• [Data for processing]

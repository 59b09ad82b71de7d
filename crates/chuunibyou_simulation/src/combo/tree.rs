//! Action tree: arena combo шагов с synthetic пустым root узлом.
//!
//! Узлы живут в `Vec` внутри дерева и ссылаются друг на друга через
//! [`NodeId`]. Owning рёбра только successor слоты; `prev` и `owner`
//! просто идентификаторы для диагностики.

use bevy::prelude::*;

use super::action_type::{format_path, ActionType};
use super::actions::{ActionCue, ComboAction, ComboStep};

/// Позиция узла в arena дерева
#[derive(Debug, Clone, Copy, PartialEq, Eq, Hash)]
pub struct NodeId(usize);

impl NodeId {
    /// Synthetic начальный узел, с которого стартует любое дерево
    pub const ROOT: NodeId = NodeId(0);

    pub fn is_root(self) -> bool {
        self == Self::ROOT
    }
}

/// Нарушения контракта регистрации (build-time, не runtime).
#[derive(Debug, Clone, PartialEq, Eq, thiserror::Error)]
pub enum RegistrationError {
    #[error("cannot register combo with no actions")]
    EmptyPath,

    #[error("combo ({path}) is not registered, please register it before continuing")]
    MissingPrefix { path: String },

    #[error("combo ({path}) already exists: {existing}")]
    DuplicateCombo { path: String, existing: String },
}

// ============================================================================
// Action Node
// ============================================================================

/// Один combo шаг: поведение, флаг завершения и исходящие рёбра.
#[derive(Debug, Clone)]
pub struct ActionNode {
    action: ComboAction,
    is_done: bool,
    next: [Option<NodeId>; ActionType::COUNT],
    prev: Option<NodeId>,
    /// Input, ведущий из `prev` в этот узел (None у root)
    via: Option<ActionType>,
    /// Entity, чей `ComboManager` владеет деревом
    owner: Option<Entity>,
}

impl ActionNode {
    fn new(action: ComboAction) -> Self {
        Self {
            action,
            is_done: false,
            next: [None; ActionType::COUNT],
            prev: None,
            via: None,
            owner: None,
        }
    }

    /// Перевзвести шаг: сбросить завершение, затем begin hook варианта.
    pub fn begin(&mut self, cues: &mut Vec<ActionCue>) {
        self.is_done = false;
        self.action.on_begin(cues);
    }

    /// Один fixed tick шага
    pub fn tick(&mut self, delta: f32) {
        if !self.is_done && self.action.on_tick(delta) {
            self.is_done = true;
        }
    }

    pub fn end(&mut self, cues: &mut Vec<ActionCue>) {
        self.action.on_end(cues);
    }

    pub fn is_done(&self) -> bool {
        self.is_done
    }

    pub fn next_input_window(&self) -> f32 {
        self.action.next_input_window()
    }

    pub fn next(&self, action: ActionType) -> Option<NodeId> {
        self.next[action.index()]
    }

    pub fn prev(&self) -> Option<NodeId> {
        self.prev
    }

    pub fn via(&self) -> Option<ActionType> {
        self.via
    }

    pub fn owner(&self) -> Option<Entity> {
        self.owner
    }

    pub fn action(&self) -> &ComboAction {
        &self.action
    }
}

// ============================================================================
// Action Tree
// ============================================================================

/// Out-tree combo шагов.
///
/// Строится один раз через [`ActionTree::register_combo`], дальше структура
/// не меняется (во время игры меняются только таймеры узлов).
#[derive(Debug, Clone)]
pub struct ActionTree {
    nodes: Vec<ActionNode>,
    owner: Option<Entity>,
}

impl Default for ActionTree {
    fn default() -> Self {
        Self::new()
    }
}

impl ActionTree {
    pub fn new() -> Self {
        Self {
            nodes: vec![ActionNode::new(ComboAction::default())],
            owner: None,
        }
    }

    /// Повесить `action` как шаг, достижимый из root по `path`.
    ///
    /// Регистрация строго в порядке префиксов: все input'ы кроме последнего
    /// уже должны резолвиться в узел, последний слот должен быть свободен.
    pub fn register_combo(
        &mut self,
        action: impl Into<ComboAction>,
        path: &[ActionType],
    ) -> Result<NodeId, RegistrationError> {
        let Some((&last, prefix)) = path.split_last() else {
            return Err(RegistrationError::EmptyPath);
        };

        let mut parent = NodeId::ROOT;
        for (walked, &input) in prefix.iter().enumerate() {
            parent = self
                .node(parent)
                .next(input)
                .ok_or_else(|| RegistrationError::MissingPrefix {
                    path: format_path(&prefix[..=walked]),
                })?;
        }

        if let Some(existing) = self.node(parent).next(last) {
            return Err(RegistrationError::DuplicateCombo {
                path: format_path(path),
                existing: self.node(existing).action().label().to_string(),
            });
        }

        let id = NodeId(self.nodes.len());
        let mut node = ActionNode::new(action.into());
        node.prev = Some(parent);
        node.via = Some(last);
        node.owner = self.owner;
        self.nodes.push(node);
        self.nodes[parent.0].next[last.index()] = Some(id);

        Ok(id)
    }

    /// Узел по `path` от root (если зарегистрирован)
    pub fn resolve(&self, path: &[ActionType]) -> Option<NodeId> {
        path.iter()
            .try_fold(NodeId::ROOT, |id, &input| self.node(id).next(input))
    }

    /// Путь input'ов от root до `id`, восстановленный по `prev`.
    pub fn path_to(&self, id: NodeId) -> Vec<ActionType> {
        let mut path = Vec::new();
        let mut cursor = id;
        while !cursor.is_root() {
            let node = self.node(cursor);
            let (Some(prev), Some(via)) = (node.prev, node.via) else {
                break;
            };
            path.push(via);
            cursor = prev;
        }
        path.reverse();
        path
    }

    /// Записать owner entity дерева во все узлы.
    pub fn bind_owner(&mut self, owner: Entity) {
        self.owner = Some(owner);
        for node in &mut self.nodes {
            node.owner = Some(owner);
        }
    }

    pub fn owner(&self) -> Option<Entity> {
        self.owner
    }

    pub fn node(&self, id: NodeId) -> &ActionNode {
        &self.nodes[id.0]
    }

    pub fn node_mut(&mut self, id: NodeId) -> &mut ActionNode {
        &mut self.nodes[id.0]
    }

    /// Зарегистрированные шаги без root
    pub fn combo_count(&self) -> usize {
        self.nodes.len() - 1
    }
}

• [Problem to solve] Without leaving anything out, retype the material exactly.

• [Answer below]
repository 59b09ad82b71de7d
filename crates/chuunibyou_simulation/src/combo/tree.rs
//! Action tree: arena combo шагов с synthetic пустым root узлом.
//!
//! Узлы живут в `Vec` внутри дерева и ссылаются друг на друга через
//! [`NodeId`]. Owning рёбра только successor слоты; `prev` и `owner`
//! просто идентификаторы для диагностики.

use bevy::prelude::*;

use super::action_type::{format_path, ActionType};
use super::actions::{ActionCue, ComboAction, ComboStep};

/// Позиция узла в arena дерева
#[derive(Debug, Clone, Copy, PartialEq, Eq, Hash)]
pub struct NodeId(usize);

impl NodeId {
    /// Synthetic начальный узел, с которого стартует любое дерево
    pub const ROOT: NodeId = NodeId(0);

    pub fn is_root(self) -> bool {
        self == Self::ROOT
    }
}

/// Нарушения контракта регистрации (build-time, не runtime).
#[derive(Debug, Clone, PartialEq, Eq, thiserror::Error)]
pub enum RegistrationError {
    #[error("cannot register combo with no actions")]
    EmptyPath,

    #[error("combo ({path}) is not registered, please register it before continuing")]
    MissingPrefix { path: String },

    #[error("combo ({path}) already exists: {existing}")]
    DuplicateCombo { path: String, existing: String },
}

// ============================================================================
// Action Node
// ============================================================================

/// Один combo шаг: поведение, флаг завершения и исходящие рёбра.
#[derive(Debug, Clone)]
pub struct ActionNode {
    action: ComboAction,
    is_done: bool,
    next: [Option<NodeId>; ActionType::COUNT],
    prev: Option<NodeId>,
    /// Input, ведущий из `prev` в этот узел (None у root)
    via: Option<ActionType>,
    /// Entity, чей `ComboManager` владеет деревом
    owner: Option<Entity>,
}

impl ActionNode {
    fn new(action: ComboAction) -> Self {
        Self {
            action,
            is_done: false,
            next: [None; ActionType::COUNT],
            prev: None,
            via: None,
            owner: None,
        }
    }

    /// Перевзвести шаг: сбросить завершение, затем begin hook варианта.
    pub fn begin(&mut self, cues: &mut Vec<ActionCue>) {
        self.is_done = false;
        self.action.on_begin(cues);
    }

    /// Один fixed tick шага
    pub fn tick(&mut self, delta: f32) {
        if !self.is_done && self.action.on_tick(delta) {
            self.is_done = true;
        }
    }

    pub fn end(&mut self, cues: &mut Vec<ActionCue>) {
        self.action.on_end(cues);
    }

    pub fn is_done(&self) -> bool {
        self.is_done
    }

    pub fn next_input_window(&self) -> f32 {
        self.action.next_input_window()
    }

    pub fn next(&self, action: ActionType) -> Option<NodeId> {
        self.next[action.index()]
    }

    pub fn prev(&self) -> Option<NodeId> {
        self.prev
    }

    pub fn via(&self) -> Option<ActionType> {
        self.via
    }

    pub fn owner(&self) -> Option<Entity> {
        self.owner
    }

    pub fn action(&self) -> &ComboAction {
        &self.action
    }
}

// ============================================================================
// Action Tree
// ============================================================================

/// Out-tree combo шагов.
///
/// Строится один раз через [`ActionTree::register_combo`], дальше структура
/// не меняется (во время игры меняются только таймеры узлов).
#[derive(Debug, Clone)]
pub struct ActionTree {
    nodes: Vec<ActionNode>,
    owner: Option<Entity>,
}

impl Default for ActionTree {
    fn default() -> Self {
        Self::new()
    }
}

impl ActionTree {
    pub fn new() -> Self {
        Self {
            nodes: vec![ActionNode::new(ComboAction::default())],
            owner: None,
        }
    }

    /// Повесить `action` как шаг, достижимый из root по `path`.
    ///
    /// Регистрация строго в порядке префиксов: все input'ы кроме последнего
    /// уже должны резолвиться в узел, последний слот должен быть свободен.
    pub fn register_combo(
        &mut self,
        action: impl Into<ComboAction>,
        path: &[ActionType],
    ) -> Result<NodeId, RegistrationError> {
        let Some((&last, prefix)) = path.split_last() else {
            return Err(RegistrationError::EmptyPath);
        };

        let mut parent = NodeId::ROOT;
        for (walked, &input) in prefix.iter().enumerate() {
            parent = self
                .node(parent)
                .next(input)
                .ok_or_else(|| RegistrationError::MissingPrefix {
                    path: format_path(&prefix[..=walked]),
                })?;
        }

        if let Some(existing) = self.node(parent).next(last) {
            return Err(RegistrationError::DuplicateCombo {
                path: format_path(path),
                existing: self.node(existing).action().label().to_string(),
            });
        }

        let id = NodeId(self.nodes.len());
        let mut node = ActionNode::new(action.into());
        node.prev = Some(parent);
        node.via = Some(last);
        node.owner = self.owner;
        self.nodes.push(node);
        self.nodes[parent.0].next[last.index()] = Some(id);

        Ok(id)
    }

    /// Узел по `path` от root (если зарегистрирован)
    pub fn resolve(&self, path: &[ActionType]) -> Option<NodeId> {
        path.iter()
            .try_fold(NodeId::ROOT, |id, &input| self.node(id).next(input))
    }

    /// Путь input'ов от root до `id`, восстановленный по `prev`.
    pub fn path_to(&self, id: NodeId) -> Vec<ActionType> {
        let mut path = Vec::new();
        let mut cursor = id;
        while !cursor.is_root() {
            let node = self.node(cursor);
            let (Some(prev), Some(via)) = (node.prev, node.via) else {
                break;
            };
            path.push(via);
            cursor = prev;
        }
        path.reverse();
        path
    }

    /// Записать owner entity дерева во все узлы.
    pub fn bind_owner(&mut self, owner: Entity) {
        self.owner = Some(owner);
        for node in &mut self.nodes {
            node.owner = Some(owner);
        }
    }

    pub fn owner(&self) -> Option<Entity> {
        self.owner
    }

    pub fn node(&self, id: NodeId) -> &ActionNode {
        &self.nodes[id.0]
    }

    pub fn node_mut(&mut self, id: NodeId) -> &mut ActionNode {
        &mut self.nodes[id.0]
    }

    /// Зарегистрированные шаги без root
    pub fn combo_count(&self) -> usize {
        self.nodes.len() - 1
    }
}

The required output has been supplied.